IHC analysis revealed a significant association between PD-L1 and CD8 (p = 0.010). In addition, regression analysis indicated the ability of IRF1 to induce PD-L1 expression levels in IRF1-positive cases that were two-fold higher than IRF1-deficient cases (odds ratio [OR]: 2.441 p = 0.035). Analysis also suggested that PDL1 exerts an impact on cell proliferation, as reflected by the Ki67 index. An independent t test showed that higher Ki67 scores were more frequent among PD-L1-positive patients than in PD-L1-negative patients (t = 2.608 p = 0.014). There was an inverse association between PDL1 and ER status; ER-positive tumors exhibited negative PD-L1 expression and vice versa (p ¼ 0.04).

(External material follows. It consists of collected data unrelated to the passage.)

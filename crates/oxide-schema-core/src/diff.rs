//! Model comparator.
//!
//! Compares a source [`Database`] against a target and produces, per
//! table, an ordered batch of atomic [`Change`]s together with the
//! dialect's verdict on whether the batch can be applied in place.
//!
//! Every emitted change is replayed on an intermediate copy of the source,
//! so each batch is computed and judged against the state the database
//! will actually be in when the batch runs.

use serde::Serialize;
use tracing::debug;

use crate::change::{
    AddColumn, AddForeignKey, AddIndex, AddPrimaryKey, AddTable, Change, ColumnDefinitionChange,
    PrimaryKeyChange, RemoveColumn, RemoveForeignKey, RemoveIndex, RemovePrimaryKey, RemoveTable,
};
use crate::dialect::{Corrections, Dialect, TablePair};
use crate::model::{Database, ForeignKey, Index, Table};
use crate::names::NameMatch;

/// Options controlling the comparison.
#[derive(Debug, Clone, Copy, Default, PartialEq, Eq)]
pub struct ComparatorOptions {
    /// How identifiers are matched across the two models.
    pub names: NameMatch,
}

impl ComparatorOptions {
    /// Creates default options: case-sensitive identifiers.
    #[must_use]
    pub fn new() -> Self {
        Self::default()
    }

    /// Sets identifier case sensitivity.
    #[must_use]
    pub const fn case_sensitive(mut self, case_sensitive: bool) -> Self {
        self.names = NameMatch::from_case_sensitive(case_sensitive);
        self
    }
}

/// Changes for one table present in both models.
#[derive(Debug, Clone, PartialEq, Eq, Serialize)]
pub struct TableBatch {
    /// Table name.
    pub table: String,
    /// The table as it stands right before the batch runs.
    #[serde(skip)]
    pub intermediate: Table,
    /// The desired table.
    #[serde(skip)]
    pub target: Table,
    /// Changes in application order.
    pub changes: Vec<Change>,
    /// Whether the dialect can apply every change in place.
    pub supported: bool,
}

Furthermore, we investigated the prognostic value of PD-L1 by evaluating the association between PD-L1 and LNs dispersed variably with tumor cells; there was no statistically significant relationship between these factors (p > 0.05).

Conclusions

The expression of PD-L1 and IRF-1, along with the infiltration of CD8, represents a potent panel of biomarkers with which to identify BC patients with the highest probabilities of achieving an excellent response to immune therapy, particularly when taking ER status into
account, as ER expression levels are known to be high when immune checkpoint blockers (ICBs) generate a poor response.